[PATCH 00/11] Simplify handling of "spliced" UDP forwarding
This series make some substantial simplifications to how we handle the forwarding of "spliced" UDP packets (those that don't go over the tuntap device, but instead are forwarded from one L4 socket to another). This doesn't yet change the existing (arguably broken) assumption that UDP communications are from one port to one port within the pasta namespace, not one to many or many to one. However, the simplifications made here will make it easier to correct that in future. Based on the earlier series for dual stack TCP sockets. David Gibson (11): udp: Also bind() connected ports for "splice" forwarding udp: Separate tracking of inbound and outbound packet flows udp: Always use sendto() rather than send() for forwarding spliced packets udp: Don't connect "forward" sockets for spliced flows udp: Remove the @bound field from union udp_epoll_ref udp: Split splice field in udp_epoll_ref into (mostly) independent bits udp: Don't create double sockets for -U port udp: Re-use fixed bound sockets for packet forwarding when possible udp: Don't explicitly track originating socket for spliced "connections" udp: Update UDP "connection" timestamps in both directions udp: Simplify udp_sock_handler_splice passt.h | 2 + udp.c | 344 ++++++++++++++++++++++---------------------------------- udp.h | 16 ++- 3 files changed, 144 insertions(+), 218 deletions(-) -- 2.38.1
pasta handles "spliced" port forwarding by resending datagrams received on
a bound socket in the init namespace to a connected socket in the guest
namespace. This means there are actually three ports associated with each
"connection". First there's the source and destination ports of the
originating datagram. That's also the destination port of the forwarded
datagram, but the source port of the forwarded datagram is the kernel
allocated bound address of the connected socket.
However, by bind()ing as well as connect()ing the forwarding socket we can
choose the source port of the forwarded datagrams. By choosing it to match
the original source port we remove that surprising third port number and
no longer need to store port numbers in struct udp_splice_port.
As a bonus this means that the recipient of the packets will see the
original source port if they call getpeername().
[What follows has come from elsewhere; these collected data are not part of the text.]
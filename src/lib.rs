//! Coupons
//!
//! Coupons is a coupon eligibility and best-coupon selection engine: given a
//! user, a cart and a catalog of coupons, it finds the single coupon that saves
//! the user the most, breaking ties by earliest expiry and then by code.

pub mod cart;
pub mod catalog;
pub mod config;
pub mod coupons;
pub mod discounts;
pub mod fixtures;
pub mod money;
pub mod observability;
pub mod prelude;
pub mod receipt;
pub mod requests;
pub mod selection;
pub mod usage;
pub mod users;
//! Coupons prelude.
//!
//! Convenience exports for common library consumers.

pub use crate::{
    cart::{Cart, CartLine, CartSummary},
    catalog::{CatalogError, CouponCatalog},
    coupons::{
        Coupon, CouponError, CouponKey, CouponSummary, DiscountType,
        eligibility::{EligibilityCheck, EligibilityRules, EvaluationContext, is_eligible},
    },
    discounts::{calculate_discount, round_discount},
    fixtures::{Fixture, FixtureError},
    money::{MoneyFormatError, format_amount},
    receipt::{ReceiptError, SelectionReceipt},
    requests::{BestCouponRequest, RequestError},
    selection::{Outcome, SelectionResult, Verdict, explain, find_best_coupon, select_best_coupon},
    usage::{CouponUsage, UsageCounts, UsageLedger},
    users::{UserContext, UserTier},
};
This rarely matters, but
it can't hurt.
Signed-off-by: David Gibson
Each entry udp_splice_map[v6][N] keeps information about two essentially
unrelated packet flows. @ns_conn_sock, @ns_conn_ts and @init_bound_sock
track a packet flow from port N in the host init namespace to some other
port in the pasta namespace (the one @ns_conn_sock is connected to).
@init_conn_sock, @init_conn_ts and @ns_bound_sock track packet flow from
port N in the pasta namespace to some other port in the host init namespace
(the one @init_conn_sock is connected to).
Split udp_splice_map[][] into two separate tables for the two directions.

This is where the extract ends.